Émile Zola décrit l’attachement viscéral des paysans à leurs terres, passion qui se double d’une avarice et d’une cupidité sans bornes. Sans ses champs, le paysan se sent dépossédé, diminué et humilié. Après s’être dépouillé de ses biens au profit de ses enfants, Fouan est un homme méprisé et que le village ne considère plus. « Il retombait dans le mépris, maintenant qu’il n’avait plus rien. » (p. 402) En Beauce, l’avoir fait l’homme, même s’il le tue dans le même temps. « La terre, […], mais elle se fout de toi, la terre ! Tu es son esclave, elle te prend ton plaisir, tes forces, ta vie, imbécile ! et elle ne te fait seulement pas riche ! » (p. 223) L’auteur évoque les premières mécanisations et la crise agricole, ravivant l’ancestrale lutte entre le paysan et l’ouvrier : « Si le paysan vend bien son blé, l’ouvrier meurt de faim ; si l’ouvrier mange, c’est le paysan qui crève… Alors, quoi ! je ne sais pas, dévorons-nous les uns les autres ! » (p. 143)

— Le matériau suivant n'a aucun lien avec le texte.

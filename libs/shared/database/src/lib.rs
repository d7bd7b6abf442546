pub mod backend;
pub mod rest;

pub use backend::ClinicBackend;
pub use rest::RestClient;
use std::sync::Arc;

use anyhow::anyhow;
use async_trait::async_trait;
use mockall::{mock, Sequence};
use serde_json::{json, Value};

use appointment_cell::{normalize_appointment, AppointmentStatus, StatusWriteBack};
use reference_cell::EndpointCatalog;
use shared_database::ClinicBackend;
use shared_utils::test_utils::MockClinicResponses;

mock! {
    pub Backend {}

    #[async_trait]
    impl ClinicBackend for Backend {
        async fn get(&self, path: &str) -> anyhow::Result<Value>;
        async fn put(&self, path: &str, body: Option<Value>) -> anyhow::Result<Value>;
    }
}

fn write_back(backend: MockBackend) -> StatusWriteBack {
    StatusWriteBack::new(Arc::new(backend), EndpointCatalog::default())
}

#[tokio::test]
async fn targeted_update_is_tried_first_and_is_enough() {
    let mut backend = MockBackend::new();
    backend
        .expect_put()
        .withf(|path, body| path.ends_with("/appointments/101/status?status=CheckedIn") && body.is_none())
        .times(1)
        .returning(|_, _| Ok(json!({ "success": true })));
    backend.expect_get().never();

    let record = MockClinicResponses::appointment_record(101, "6", "12", "2025-07-01", "Scheduled");
    let appointment = normalize_appointment(&record).expect("identity");

    let server_status = write_back(backend)
        .write_status(&appointment, AppointmentStatus::CheckedIn)
        .await
        .expect("accepted");

    assert_eq!(server_status, None);
}

#[tokio::test]
async fn full_replace_carries_flattened_references_and_padded_time() {
    let mut seq = Sequence::new();
    let mut backend = MockBackend::new();

    backend
        .expect_put()
        .withf(|path, _| path.contains("/status?"))
        .times(1)
        .in_sequence(&mut seq)
        .returning(|_, _| Err(anyhow!("API error (405 Method Not Allowed): ")));

    backend
        .expect_put()
        .withf(|path, body| {
            let Some(body) = body else { return false };
            path.ends_with("/appointments/7")
                && body.get("patient").is_none()
                && body["patientId"] == "6"
                && body["doctorId"] == "12"
                && body["status"] == "Cancelled"
                && body["time"] == "10:30:00"
        })
        .times(1)
        .in_sequence(&mut seq)
        .returning(|_, _| Ok(json!({ "data": { "appointmentId": 7, "status": "CANCELLED" } })));

    let record = MockClinicResponses::nested_appointment_record(7, "6", "12", "2025-07-02", "Scheduled");
    let appointment = normalize_appointment(&record).expect("identity");

    let server_status = write_back(backend)
        .write_status(&appointment, AppointmentStatus::Cancelled)
        .await
        .expect("full replace accepted");

    assert_eq!(server_status, Some(AppointmentStatus::Cancelled));
}

#[tokio::test]
async fn both_failures_are_reported_together() {
    let mut backend = MockBackend::new();
    backend
        .expect_put()
        .times(2)
        .returning(|path, _| Err(anyhow!("API error (503 Service Unavailable): {}", path)));

    let record = MockClinicResponses::appointment_record(101, "6", "12", "2025-07-01", "Scheduled");
    let appointment = normalize_appointment(&record).expect("identity");

    let error = write_back(backend)
        .write_status(&appointment, AppointmentStatus::Completed)
        .await
        .expect_err("both paths fail");

    assert!(error.contains("/appointments/101/status?status=Completed"));
    assert!(error.contains("full replace failed"));
}
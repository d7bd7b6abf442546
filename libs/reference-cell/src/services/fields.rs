// libs/reference-cell/src/services/fields.rs
//
// Ranked alias tables for every canonical field, per record kind. Nested
// aliases are dotted paths. Tables are data so they can be tested on their own.

use serde_json::{Map, Value};

use crate::models::{CanonicalField, RecordKind};

struct AliasTable {
    kind: RecordKind,
    field: CanonicalField,
    aliases: &'static [&'static str],
}

const fn table(
    kind: RecordKind,
    field: CanonicalField,
    aliases: &'static [&'static str],
) -> AliasTable {
    AliasTable { kind, field, aliases }
}

use CanonicalField as F;
use RecordKind as K;

static ALIAS_TABLES: &[AliasTable] = &[
    // Patients
    table(K::Patient, F::Identity, &["id", "pId", "P_ID", "patientId", "ID", "patient.id", "patient.pid", "patient_id", "identity"]),
    table(K::Patient, F::DisplayName, &["displayName", "name", "pName", "patientName", "fullName", "full_name", "patient_name", "patient.name", "patient.fullName"]),
    table(K::Patient, F::FirstName, &["firstName", "first_name", "fName", "patient.firstName", "patient.first_name"]),
    table(K::Patient, F::LastName, &["lastName", "last_name", "lName", "patient.lastName", "patient.last_name"]),
    table(K::Patient, F::Age, &["age", "pAge", "patientAge", "patient.age"]),
    table(K::Patient, F::Gender, &["gender", "pGender", "sex", "patient.gender"]),
    table(K::Patient, F::BloodGroup, &["bloodGroup", "blood_group", "pBloodGroup", "bloodType", "blood_type"]),
    table(K::Patient, F::Contact, &["contact", "pContact", "phone", "phoneNumber", "phone_number", "mobile", "contactNumber"]),
    table(K::Patient, F::Email, &["email", "pEmail", "emailId", "email_address"]),
    table(K::Patient, F::Address, &["address", "pAddress", "patient.address"]),
    // Doctors
    table(K::Doctor, F::Identity, &["id", "dId", "D_ID", "doctorId", "ID", "doctor.id", "doctor.did", "doctor_id", "identity"]),
    table(K::Doctor, F::DisplayName, &["displayName", "name", "dName", "doctorName", "fullName", "full_name", "doctor_name", "doctor.name"]),
    table(K::Doctor, F::FirstName, &["firstName", "first_name", "doctor.firstName", "doctor.first_name"]),
    table(K::Doctor, F::LastName, &["lastName", "last_name", "doctor.lastName", "doctor.last_name"]),
    table(K::Doctor, F::Specialization, &["specialization", "specialisation", "dSpecialization", "speciality", "specialty", "department"]),
    table(K::Doctor, F::Contact, &["contact", "dContact", "phone", "phoneNumber", "phone_number", "mobile"]),
    // Appointments
    table(K::Appointment, F::Identity, &["apId", "appointmentId", "AP_ID", "appointment_id", "id", "ID", "appointment.id", "identity"]),
    table(K::Appointment, F::Date, &["appointmentDate", "appointment_date", "date", "apDate", "scheduledDate"]),
    table(K::Appointment, F::Time, &["appointmentTime", "appointment_time", "time", "apTime", "scheduledTime", "timeSlot"]),
    table(K::Appointment, F::Status, &["status", "appointmentStatus", "apStatus", "state"]),
    table(K::Appointment, F::Type, &["type", "appointmentType", "appointment_type", "apType", "visitType"]),
    table(K::Appointment, F::Notes, &["notes", "note", "remarks", "reason", "description"]),
    table(K::Appointment, F::PatientRef, &["patientRef", "patientId", "pId", "P_ID", "patient_id", "patient.id", "patient.pid", "patient.pId", "patient.patientId"]),
    table(K::Appointment, F::DoctorRef, &["doctorRef", "doctorId", "dId", "D_ID", "doctor_id", "doctor.id", "doctor.did", "doctor.dId", "doctor.doctorId"]),
];

/// The ranked aliases for `field` on a record of `kind`; empty when the field
/// does not apply to that kind.
pub fn aliases(kind: RecordKind, field: CanonicalField) -> &'static [&'static str] {
    ALIAS_TABLES
        .iter()
        .find(|t| t.kind == kind && t.field == field)
        .map(|t| t.aliases)
        .unwrap_or(&[])
}

/// First present value among the aliases of `field`, or `None`.
///
/// Non-object records resolve to `None`. A value is present when it is not
/// `null` and not a blank string.
pub fn resolve(record: &Value, kind: RecordKind, field: CanonicalField) -> Option<&Value> {
    let object = record.as_object()?;

    aliases(kind, field)
        .iter()
        .find_map(|alias| lookup_path(object, alias).filter(|v| is_present(v)))
}

/// Resolved value as a trimmed string; numbers and booleans are stringified.
pub fn resolve_string(record: &Value, kind: RecordKind, field: CanonicalField) -> Option<String> {
    resolve(record, kind, field).and_then(value_to_string)
}

/// Resolved value as a whole number; accepts numbers and strings like `"34"` or `"34 yrs"`.
pub fn resolve_u32(record: &Value, kind: RecordKind, field: CanonicalField) -> Option<u32> {
    match resolve(record, kind, field)? {
        Value::Number(n) => n
            .as_u64()
            .or_else(|| n.as_f64().filter(|f| *f >= 0.0).map(|f| f.trunc() as u64))
            .and_then(|n| u32::try_from(n).ok()),
        Value::String(s) => {
            let digits: String = s.trim().chars().take_while(|c| c.is_ascii_digit()).collect();
            digits.parse().ok()
        }
        _ => None,
    }
}

/// A by-id response without any identity alias gets the identity it was
/// requested under, so it normalizes the same as a record that carries one.
pub fn with_requested_identity(mut record: Value, kind: RecordKind, identity: &str) -> Value {
    if resolve_string(&record, kind, CanonicalField::Identity).is_none() {
        if let Some(object) = record.as_object_mut() {
            object.insert("identity".to_string(), Value::String(identity.to_string()));
        }
    }

    record
}

pub fn value_to_string(value: &Value) -> Option<String> {
    match value {
        Value::String(s) => {
            let trimmed = s.trim();
            (!trimmed.is_empty()).then(|| trimmed.to_string())
        }
        Value::Number(n) => Some(n.to_string()),
        Value::Bool(b) => Some(b.to_string()),
        _ => None,
    }
}

fn is_present(value: &Value) -> bool {
    match value {
        Value::Null => false,
        Value::String(s) => !s.trim().is_empty(),
        _ => true,
    }
}

fn lookup_path<'a>(object: &'a Map<String, Value>, path: &str) -> Option<&'a Value> {
    let mut segments = path.split('.');
    let first = segments.next()?;
    let mut current = lookup_key(object, first)?;

    for segment in segments {
        current = lookup_key(current.as_object()?, segment)?;
    }

    Some(current)
}

// Exact key first, then the first case-insensitive match.
fn lookup_key<'a>(object: &'a Map<String, Value>, key: &str) -> Option<&'a Value> {
    object.get(key).or_else(|| {
        object
            .iter()
            .find(|(k, _)| k.eq_ignore_ascii_case(key))
            .map(|(_, v)| v)
    })
}

#[cfg(test)]
mod tests {
    use super::*;
    use serde_json::json;

    #[test]
    fn every_patient_identity_alias_resolves() {
        for alias in aliases(K::Patient, F::Identity) {
            let record = match alias.split_once('.') {
                Some((outer, inner)) => json!({ outer: { inner: "6" } }),
                None => json!({ *alias: "6" }),
            };
            assert_eq!(
                resolve_string(&record, K::Patient, F::Identity).as_deref(),
                Some("6"),
                "alias {} should resolve",
                alias
            );
        }
    }

    #[test]
    fn record_without_alias_resolves_to_none() {
        let record = json!({ "name": "Nisha", "age": 30 });
        assert_eq!(resolve(&record, K::Patient, F::Identity), None);
        assert_eq!(resolve(&Value::Null, K::Patient, F::Identity), None);
        assert_eq!(resolve(&json!(["6"]), K::Patient, F::Identity), None);
    }

    #[test]
    fn alias_order_decides_between_present_keys() {
        let record = json!({ "patientId": "P-9", "pId": "6" });
        assert_eq!(resolve_string(&record, K::Patient, F::Identity).as_deref(), Some("6"));
    }

    #[test]
    fn exact_match_wins_over_case_insensitive() {
        let record = json!({ "PID": "upper", "pId": "exact" });
        assert_eq!(resolve_string(&record, K::Patient, F::Identity).as_deref(), Some("exact"));

        let record = json!({ "PATIENTID": "only-upper" });
        assert_eq!(resolve_string(&record, K::Patient, F::Identity).as_deref(), Some("only-upper"));
    }

    #[test]
    fn empty_strings_and_nulls_fall_through() {
        let record = json!({ "id": "", "pId": null, "P_ID": 6 });
        assert_eq!(resolve_string(&record, K::Patient, F::Identity).as_deref(), Some("6"));
    }

    #[test]
    fn appointment_kind_reads_patient_reference_not_identity() {
        let record = json!({ "pId": "6", "apId": 101 });
        assert_eq!(resolve_string(&record, K::Appointment, F::Identity).as_deref(), Some("101"));
        assert_eq!(resolve_string(&record, K::Appointment, F::PatientRef).as_deref(), Some("6"));
    }

    #[test]
    fn nested_reference_resolves() {
        let record = json!({ "doctor": { "id": 12, "name": "Dr. Rao" } });
        assert_eq!(resolve_string(&record, K::Appointment, F::DoctorRef).as_deref(), Some("12"));
    }

    #[test]
    fn inapplicable_field_has_no_aliases() {
        assert!(aliases(K::Doctor, F::BloodGroup).is_empty());
        assert_eq!(resolve(&json!({ "bloodGroup": "O+" }), K::Doctor, F::BloodGroup), None);
    }

    #[test]
    fn ages_parse_from_numbers_and_text() {
        assert_eq!(resolve_u32(&json!({ "age": 34 }), K::Patient, F::Age), Some(34));
        assert_eq!(resolve_u32(&json!({ "pAge": "41 yrs" }), K::Patient, F::Age), Some(41));
        assert_eq!(resolve_u32(&json!({ "age": 29.7 }), K::Patient, F::Age), Some(29));
        assert_eq!(resolve_u32(&json!({ "age": "unknown" }), K::Patient, F::Age), None);
    }

    #[test]
    fn requested_identity_fills_only_a_missing_identity() {
        let idless = with_requested_identity(json!({ "name": "Tanuj Kulal" }), K::Patient, "6");
        assert_eq!(resolve_string(&idless, K::Patient, F::Identity).as_deref(), Some("6"));

        let carried = with_requested_identity(json!({ "pId": "7" }), K::Patient, "6");
        assert_eq!(resolve_string(&carried, K::Patient, F::Identity).as_deref(), Some("7"));
        assert!(carried.get("identity").is_none());
    }
}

Dans La terre, Jean Macquart est donc un personnage largement secondaire. Contrairement à certains de ses parents, il ne présente aucun vice et se montre bon travailleur et honnête homme. On verra que ça ne lui réussira pas et que certaines canailles de la Beauce s’en sortiront mieux que lui. On sait de Jean qu’il est revenu de la campagne d’Italie et qu’il a abandonné une charge de menuisier à la ville pour vivre à la campagne. Cette nouvelle vie lui convient et la passion de la terre s’empare de lui. Mais n’étant pas du pays et venu les mains vides, il ne peut prétendre à la terre que par le mariage et malgré la considération que lui accorde le village, il reste un étranger. Et dans les terres paysannes, on aime autant que le bien ne sorte pas de la famille.
Émile Zola s’y entend pour évoquer la sensualité : elle était décadente dans La curée, au milieu de la grande serre d’Aristide Saccard. Elle était franche et délurée dans Nana. Elle était vaudevillesque dans Pot-bouille. Elle était coquette et raffinée Au bonheur des dames. Ici, elle est tellurique et profonde : de semailles en moissons, sans oublier les labours, la terre est un ventre sans cesse travaillé et fécondé, portant chaque année des épis lourds de sa future semence. La terre est un de mes volumes préférés de la saga des Rougon-Macquart : j’ai aimé la violence qui exhale de la terre et la rudesse bornée des paysans. Du grand Zola !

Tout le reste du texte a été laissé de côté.